En parallèle, les religions dites monothéistes ont  aussi un rôle bien particulier à jouer.  Prenons le cas d’une religion judéo chrétienne. D’abord accusé d’avoir une idée anthropocentrique fondamentalement théocentrique de la relation avec la terre et de ne voir le progrès environnemental que comme une conséquence naturelle d’une relation saine entre Dieu et tout un chacun, l’Eglise catholique adopte aujourd’hui une toute autre approche. Bien qu’il ait été mandaté par le créateur pour régner sur les ressources minérales, végétales et animales de l’univers, cette domination de l’homme sur son environnement ne le soustrait en rien à ses obligations morales, dont celles envers les générations à venir fait partie. Longtemps silencieuse à ce sujet, le changement d’attitude de l’Eglise catholique face aux problèmes environnementaux illustre parfaitement le changement de paradigme que nous vivons aujourd’hui.

L’environnement devient  donc l’une des rares aires dans lesquelles les représentants des différentes religions sont prêt à collaborer.  En effet, la présence d’éléments forts en matière d’environnement dans la Déclaration sur une éthique mondiale formulée lors du Parlement des religions du monde à Chicago en 1993 vient  appuyer cette thèse.  De plus, comme l’affirme Magda Lovei, manager au pôle environnement et ressources naturelles de la Banque Mondiale, les organisations confessionnelles « offrent un accès sans équivalent aux communautés locales », ce qui fait d’elles des partenaires majeures en matière environnementale.

Il est donc indispensable  qu’un changement de mentalité s’opère parmi les acteurs clés de l’économie verte. Certaines pratiques liées à la religion ou à la tradition ne doivent plus être considérées comme des archaïsmes dénués de sens. Paradoxalement, l’Afrique est à la fois le continent produisant le moins de gaz à effet de serre, et celui qui en paye le plus les conséquences sur son environnement. Traditions et religion pourraient clairement participer à l’élaboration de stratégies économiques vertes adaptées.
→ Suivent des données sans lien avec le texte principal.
//! Integration test: Gemini client and session against a local generateContent stand-in.

use axum::extract::{Path, State};
use axum::http::{HeaderMap, StatusCode};
use axum::routing::get;
use axum::{Json, Router};
use relay::llm::{ChatProvider, GeminiClient, ProviderError};
use relay::session::{Session, Turn, SEED_ACKNOWLEDGMENT};
use serde_json::{json, Value};
use std::sync::{Arc, Mutex};
use std::time::Duration;

const KEY: &str = "test-key";

#[derive(Clone, Default)]
struct MockGemini {
    requests: Arc<Mutex<Vec<Value>>>,
}

fn authorized(headers: &HeaderMap) -> bool {
    headers.get("x-goog-api-key").and_then(|v| v.to_str().ok()) == Some(KEY)
}

fn denied() -> (StatusCode, Json<Value>) {
    (
        StatusCode::FORBIDDEN,
        Json(json!({ "error": { "code": 403, "message": "API key not valid" } })),
    )
}

async fn get_model(Path(model): Path<String>, headers: HeaderMap) -> (StatusCode, Json<Value>) {
    if !authorized(&headers) {
        return denied();
    }
    if model != "gemini-test" {
        return (
            StatusCode::NOT_FOUND,
            Json(json!({ "error": { "code": 404, "message": "model not found" } })),
        );
    }
    (StatusCode::OK, Json(json!({ "name": "models/gemini-test" })))
}

/// `POST /v1beta/models/{model}:generateContent`. The route captures "gemini-test:generateContent".
async fn generate(
    State(mock): State<MockGemini>,
    Path(call): Path<String>,
    headers: HeaderMap,
    Json(body): Json<Value>,
) -> (StatusCode, Json<Value>) {
    if !authorized(&headers) {
        return denied();
    }
    mock.requests.lock().unwrap().push(body.clone());
    if call != "gemini-test:generateContent" {
        return (StatusCode::NOT_FOUND, Json(json!({})));
    }
    let last = body["contents"]
        .as_array()
        .and_then(|c| c.last())
        .and_then(|c| c["parts"][0]["text"].as_str())
        .unwrap_or_default()
        .to_string();
    match last.as_str() {
        "explode" => (
            StatusCode::INTERNAL_SERVER_ERROR,
            Json(json!({ "error": { "code": 500, "message": "internal" } })),
        ),
        "silence" => (StatusCode::OK, Json(json!({ "candidates": [] }))),
        "stall" => {
            tokio::time::sleep(Duration::from_secs(5)).await;
            (StatusCode::OK, Json(json!({})))
        }
        _ => (
            StatusCode::OK,
            Json(json!({
                "candidates": [{
                    "content": { "role": "model", "parts": [{ "text": format!("you said {}", last) }] },
                    "finishReason": "STOP"
                }]
            })),
        ),
    }
}

async fn start_mock() -> (String, MockGemini) {
    let mock = MockGemini::default();
    let app = Router::new()
        .route("/v1beta/models/:model", get(get_model).post(generate))
        .with_state(mock.clone());
    let listener = tokio::net::TcpListener::bind("127.0.0.1:0")
        .await
        .expect("bind free port");
    let addr = listener.local_addr().expect("local_addr");
    tokio::spawn(async move {
        let _ = axum::serve(listener, app).await;
    });
    (format!("http://{}/v1beta", addr), mock)
}

#[tokio::test]
async fn check_model_accepts_known_model() {
    let (base, _) = start_mock().await;
    let client = GeminiClient::new(KEY, Some(base));
    client.check_model("gemini-test").await.expect("model ok");
    client.check_model("models/gemini-test").await.expect("prefixed model ok");
}

#[tokio::test]
async fn check_model_rejects_unknown_model_and_bad_key() {
    let (base, _) = start_mock().await;
    let client = GeminiClient::new(KEY, Some(base.clone()));
    let err = client.check_model("gemini-nope").await.unwrap_err();
    assert!(matches!(err, ProviderError::Api { status: 404, .. }));

    let client = GeminiClient::new("wrong", Some(base));
    let err = client.check_model("gemini-test").await.unwrap_err();
    assert!(matches!(err, ProviderError::Api { status: 403, .. }));
}

#[tokio::test]
async fn session_open_fails_on_bad_credentials() {
    let (base, _) = start_mock().await;
    let client = Arc::new(GeminiClient::new("wrong", Some(base)));
    assert!(Session::open(client, "gemini-test", "p", "s").await.is_err());
}

#[tokio::test]
async fn exchange_sends_seeded_history() {
    let (base, mock) = start_mock().await;
    let client = Arc::new(GeminiClient::new(KEY, Some(base)));
    let mut session = Session::open(client, "gemini-test", "Talk like a pirate.", "s")
        .await
        .expect("open");

    let reply = session
        .send_turn("hello", Duration::from_secs(5))
        .await
        .expect("reply");
    assert_eq!(reply, "you said hello");
    assert_eq!(session.history()[3], Turn::model("you said hello"));

    let requests = mock.requests.lock().unwrap().clone();
    assert_eq!(
        requests[0],
        json!({
            "contents": [
                { "role": "user", "parts": [{ "text": "Talk like a pirate." }] },
                { "role": "model", "parts": [{ "text": SEED_ACKNOWLEDGMENT }] },
                { "role": "user", "parts": [{ "text": "hello" }] }
            ]
        })
    );
}

#[tokio::test]
async fn failed_exchanges_leave_history_untouched() {
    let (base, _) = start_mock().await;
    let client = Arc::new(GeminiClient::new(KEY, Some(base)));
    let mut session = Session::open(client, "gemini-test", "p", "s").await.expect("open");

    for text in ["explode", "silence"] {
        assert!(session.send_turn(text, Duration::from_secs(5)).await.is_err());
        assert_eq!(session.len(), 2);
    }
    let err = session
        .send_turn("stall", Duration::from_millis(200))
        .await
        .unwrap_err();
    assert!(err.to_string().contains("no reply within"));
    assert_eq!(session.len(), 2);

    session
        .send_turn("again", Duration::from_secs(5))
        .await
        .expect("recovers");
    assert_eq!(session.len(), 4);
}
En plus d’être identifiées par les états et gouvernements, les opportunités pour une amélioration des pratiques en la matière doivent aussi l’être par l’ensemble des acteurs de la société civile, entreprises en tête. En effet,  sur le long terme, le progrès environnemental requiert une protection impulsée par les citoyens individuels privés, les fermiers mais aussi les entreprises. Reconnue comme condition sine qua none de la réalisation du développement durable, une bonne approche économique se doit de prendre en compte les dimensions culturelles et d’encourager la coopération et la solidarité plutôt que la compétition. Les religions et traditions sont encore bien souvent vues comme des obstacles à la mise en œuvre des politiques économiques alors qu’une meilleure prise en compte permettrait tout simplement de participer à l’augmentation de l’attractivité de l’Afrique grâce à l’économie verte, tout en incluant les spécificités locales dans la logique de changement.